━━━━━ Dataset records ━━━━━
//! Add Review Handler

use std::sync::Arc;

use salvo::{
    oapi::{
        ToSchema,
        extract::{JsonBody, PathParam},
    },
    prelude::*,
};
use serde::{Deserialize, Serialize};
use uuid::Uuid;

use storefront_app::domain::reviews::{
    data::NewReview,
    records::{ReviewOutcome, ReviewUuid},
};

use crate::{
    envelope::Envelope, extensions::*, products::models::RatingResponse,
    reviews::errors::into_status_error, state::State,
};

/// Add Review Request
#[derive(Debug, Serialize, Deserialize, ToSchema)]
pub(crate) struct AddReviewRequest {
    /// Whole stars, 1 to 5
    pub rating: i64,
    pub comment: String,
}

/// Review
#[derive(Debug, Serialize, Deserialize, ToSchema)]
#[serde(rename_all = "camelCase")]
pub(crate) struct ReviewResponse {
    pub uuid: Uuid,
    pub product: Uuid,
    pub user: Uuid,
    pub rating: u8,
    pub comment: String,
    pub created_at: String,
}

/// Added Review Response
#[derive(Debug, Serialize, Deserialize, ToSchema)]
#[serde(rename_all = "camelCase")]
pub(crate) struct ReviewAddedResponse {
    pub review: ReviewResponse,

    /// The product's rating including this review
    pub product_rating: RatingResponse,
}

impl From<ReviewOutcome> for ReviewAddedResponse {
    fn from(outcome: ReviewOutcome) -> Self {
        let review = outcome.review;

        Self {
            review: ReviewResponse {
                uuid: review.uuid.into_uuid(),
                product: review.product.into_uuid(),
                user: review.user.into_uuid(),
                rating: review.rating,
                comment: review.comment,
                created_at: review.created_at.to_string(),
            },
            product_rating: outcome.product_rating.into(),
        }
    }
}

/// Add Review Handler
///
/// Stores the review and recomputes the product's rating average and count.
#[endpoint(
    tags("reviews"),
    summary = "Add Review",
    security(("bearer_auth" = [])),
    responses(
        (status_code = StatusCode::CREATED, description = "Review added"),
        (status_code = StatusCode::NOT_FOUND, description = "Product not found"),
        (status_code = StatusCode::BAD_REQUEST, description = "Bad Request"),
        (status_code = StatusCode::UNAUTHORIZED, description = "Not authorized"),
        (status_code = StatusCode::INTERNAL_SERVER_ERROR, description = "Internal Server Error"),
    ),
)]
#[tracing::instrument(name = "reviews.create", skip(product, json, depot, res), err)]
pub(crate) async fn handler(
    product: PathParam<Uuid>,
    json: JsonBody<AddReviewRequest>,
    depot: &mut Depot,
    res: &mut Response,
) -> Result<Json<Envelope<ReviewAddedResponse>>, StatusError> {
    let state = depot.obtain_or_500::<Arc<State>>()?;
    let user = depot.user_uuid_or_401()?;
    let request = json.into_inner();

    let outcome = state
        .app
        .reviews
        .add_review(NewReview {
            uuid: ReviewUuid::new(),
            product: product.into_inner().into(),
            user,
            rating: request.rating,
            comment: request.comment,
        })
        .await
        .map_err(into_status_error)?;

    res.status_code(StatusCode::CREATED);

    Ok(Json(
        Envelope::data(outcome.into()).message("Review added successfully"),
    ))
}

#[cfg(test)]
mod tests {
    use rust_decimal::Decimal;
    use salvo::test::{ResponseExt, TestClient};
    use serde_json::json;
    use storefront::ratings::{RatingError, RatingSummary};
    use testresult::TestResult;

    use storefront_app::domain::{
        products::records::ProductUuid,
        reviews::{MockReviewsService, ReviewsServiceError, records::ReviewRecord},
    };

    use crate::{
        envelope::ErrorEnvelope,
        test_helpers::{Mocks, TEST_USER_UUID, timestamp},
    };

    use super::*;

    fn make_service(reviews: MockReviewsService) -> Service {
        Mocks {
            reviews,
            ..Mocks::default()
        }
        .service(Router::with_path("reviews/{product}").post(handler))
    }

    #[tokio::test]
    async fn test_add_review_returns_new_rating() -> TestResult {
        let product = ProductUuid::new();

        let mut reviews = MockReviewsService::new();

        reviews
            .expect_add_review()
            .once()
            .withf(move |review| {
                review.product == product
                    && review.user == TEST_USER_UUID
                    && review.rating == 4
                    && review.comment == "Holds a lot"
            })
            .return_once(|review| {
                Ok(ReviewOutcome {
                    review: ReviewRecord {
                        uuid: review.uuid,
                        product: review.product,
                        user: review.user,
                        rating: 4,
                        comment: review.comment,
                        created_at: timestamp(),
                    },
                    product_rating: RatingSummary {
                        average: Decimal::new(45, 1),
                        count: 2,
                    },
                })
            });

        let mut res = TestClient::post(format!("http://example.com/reviews/{product}"))
            .json(&json!({ "rating": 4, "comment": "Holds a lot" }))
            .send(&make_service(reviews))
            .await;

        assert_eq!(res.status_code, Some(StatusCode::CREATED));

        let body: Envelope<ReviewAddedResponse> = res.take_json().await?;

        assert_eq!(body.message.as_deref(), Some("Review added successfully"));

        let added = body.data.ok_or("missing review")?;

        assert_eq!(
            added.product_rating,
            RatingResponse {
                average: "4.5".to_string(),
                count: 2,
            }
        );

        Ok(())
    }

    #[tokio::test]
    async fn test_add_review_unknown_product_returns_404() -> TestResult {
        let mut reviews = MockReviewsService::new();

        reviews
            .expect_add_review()
            .once()
            .return_once(|_| Err(ReviewsServiceError::ProductNotFound));

        let mut res = TestClient::post(format!("http://example.com/reviews/{}", Uuid::now_v7()))
            .json(&json!({ "rating": 5, "comment": "Great" }))
            .send(&make_service(reviews))
            .await;

        assert_eq!(res.status_code, Some(StatusCode::NOT_FOUND));

        let body: ErrorEnvelope = res.take_json().await?;

        assert_eq!(body.message, "Product not found");

        Ok(())
    }

    #[tokio::test]
    async fn test_add_review_out_of_range_rating_returns_400() -> TestResult {
        let mut reviews = MockReviewsService::new();

        reviews
            .expect_add_review()
            .once()
            .return_once(|_| Err(ReviewsServiceError::InvalidRating(RatingError::OutOfRange(9))));

        let res = TestClient::post(format!("http://example.com/reviews/{}", Uuid::now_v7()))
            .json(&json!({ "rating": 9, "comment": "Too good" }))
            .send(&make_service(reviews))
            .await;

        assert_eq!(res.status_code, Some(StatusCode::BAD_REQUEST));

        Ok(())
    }
}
━━━━━
Work instructions: Please reproduce the entire listing, exactly as shown.

Response:
//! Add Review Handler

use std::sync::Arc;

use salvo::{
    oapi::{
        ToSchema,
        extract::{JsonBody, PathParam},
    },
    prelude::*,
};
use serde::{Deserialize, Serialize};
use uuid::Uuid;

use storefront_app::domain::reviews::{
    data::NewReview,
    records::{ReviewOutcome, ReviewUuid},
};

use crate::{
    envelope::Envelope, extensions::*, products::models::RatingResponse,
    reviews::errors::into_status_error, state::State,
};

/// Add Review Request
#[derive(Debug, Serialize, Deserialize, ToSchema)]
pub(crate) struct AddReviewRequest {
    /// Whole stars, 1 to 5
    pub rating: i64,
    pub comment: String,
}

/// Review
#[derive(Debug, Serialize, Deserialize, ToSchema)]
#[serde(rename_all = "camelCase")]
pub(crate) struct ReviewResponse {
    pub uuid: Uuid,
    pub product: Uuid,
    pub user: Uuid,
    pub rating: u8,
    pub comment: String,
    pub created_at: String,
}

/// Added Review Response
#[derive(Debug, Serialize, Deserialize, ToSchema)]
#[serde(rename_all = "camelCase")]
pub(crate) struct ReviewAddedResponse {
    pub review: ReviewResponse,

    /// The product's rating including this review
    pub product_rating: RatingResponse,
}

impl From<ReviewOutcome> for ReviewAddedResponse {
    fn from(outcome: ReviewOutcome) -> Self {
        let review = outcome.review;

        Self {
            review: ReviewResponse {
                uuid: review.uuid.into_uuid(),
                product: review.product.into_uuid(),
                user: review.user.into_uuid(),
                rating: review.rating,
                comment: review.comment,
                created_at: review.created_at.to_string(),
            },
            product_rating: outcome.product_rating.into(),
        }
    }
}

/// Add Review Handler
///
/// Stores the review and recomputes the product's rating average and count.
#[endpoint(
    tags("reviews"),
    summary = "Add Review",
    security(("bearer_auth" = [])),
    responses(
        (status_code = StatusCode::CREATED, description = "Review added"),
        (status_code = StatusCode::NOT_FOUND, description = "Product not found"),
        (status_code = StatusCode::BAD_REQUEST, description = "Bad Request"),
        (status_code = StatusCode::UNAUTHORIZED, description = "Not authorized"),
        (status_code = StatusCode::INTERNAL_SERVER_ERROR, description = "Internal Server Error"),
    ),
)]
#[tracing::instrument(name = "reviews.create", skip(product, json, depot, res), err)]
pub(crate) async fn handler(
    product: PathParam<Uuid>,
    json: JsonBody<AddReviewRequest>,
    depot: &mut Depot,
    res: &mut Response,
) -> Result<Json<Envelope<ReviewAddedResponse>>, StatusError> {
    let state = depot.obtain_or_500::<Arc<State>>()?;
    let user = depot.user_uuid_or_401()?;
    let request = json.into_inner();

    let outcome = state
        .app
        .reviews
        .add_review(NewReview {
            uuid: ReviewUuid::new(),
            product: product.into_inner().into(),
            user,
            rating: request.rating,
            comment: request.comment,
        })
        .await
        .map_err(into_status_error)?;

    res.status_code(StatusCode::CREATED);

    Ok(Json(
        Envelope::data(outcome.into()).message("Review added successfully"),
    ))
}

#[cfg(test)]
mod tests {
    use rust_decimal::Decimal;
    use salvo::test::{ResponseExt, TestClient};
    use serde_json::json;
    use storefront::ratings::{RatingError, RatingSummary};
    use testresult::TestResult;

    use storefront_app::domain::{
        products::records::ProductUuid,
        reviews::{MockReviewsService, ReviewsServiceError, records::ReviewRecord},
    };

    use crate::{
        envelope::ErrorEnvelope,
        test_helpers::{Mocks, TEST_USER_UUID, timestamp},
    };

    use super::*;

    fn make_service(reviews: MockReviewsService) -> Service {
        Mocks {
            reviews,
            ..Mocks::default()
        }
        .service(Router::with_path("reviews/{product}").post(handler))
    }

    #[tokio::test]
    async fn test_add_review_returns_new_rating() -> TestResult {
        let product = ProductUuid::new();

        let mut reviews = MockReviewsService::new();

        reviews
            .expect_add_review()
            .once()
            .withf(move |review| {
                review.product == product
                    && review.user == TEST_USER_UUID
                    && review.rating == 4
                    && review.comment == "Holds a lot"
            })
            .return_once(|review| {
                Ok(ReviewOutcome {
                    review: ReviewRecord {
                        uuid: review.uuid,
                        product: review.product,
                        user: review.user,
                        rating: 4,
                        comment: review.comment,
                        created_at: timestamp(),
                    },
                    product_rating: RatingSummary {
                        average: Decimal::new(45, 1),
                        count: 2,
                    },
                })
            });

        let mut res = TestClient::post(format!("http://example.com/reviews/{product}"))
            .json(&json!({ "rating": 4, "comment": "Holds a lot" }))
            .send(&make_service(reviews))
            .await;

        assert_eq!(res.status_code, Some(StatusCode::CREATED));

        let body: Envelope<ReviewAddedResponse> = res.take_json().await?;

        assert_eq!(body.message.as_deref(), Some("Review added successfully"));

        let added = body.data.ok_or("missing review")?;

        assert_eq!(
            added.product_rating,
            RatingResponse {
                average: "4.5".to_string(),
                count: 2,
            }
        );

        Ok(())
    }

    #[tokio::test]
    async fn test_add_review_unknown_product_returns_404() -> TestResult {
        let mut reviews = MockReviewsService::new();

        reviews
            .expect_add_review()
            .once()
            .return_once(|_| Err(ReviewsServiceError::ProductNotFound));

        let mut res = TestClient::post(format!("http://example.com/reviews/{}", Uuid::now_v7()))
            .json(&json!({ "rating": 5, "comment": "Great" }))
            .send(&make_service(reviews))
            .await;

        assert_eq!(res.status_code, Some(StatusCode::NOT_FOUND));

        let body: ErrorEnvelope = res.take_json().await?;

        assert_eq!(body.message, "Product not found");

        Ok(())
    }

    #[tokio::test]
    async fn test_add_review_out_of_range_rating_returns_400() -> TestResult {
        let mut reviews = MockReviewsService::new();

        reviews
            .expect_add_review()
            .once()
            .return_once(|_| Err(ReviewsServiceError::InvalidRating(RatingError::OutOfRange(9))));

        let res = TestClient::post(format!("http://example.com/reviews/{}", Uuid::now_v7()))
            .json(&json!({ "rating": 9, "comment": "Too good" }))
            .send(&make_service(reviews))
            .await;

        assert_eq!(res.status_code, Some(StatusCode::BAD_REQUEST));

        Ok(())
    }
}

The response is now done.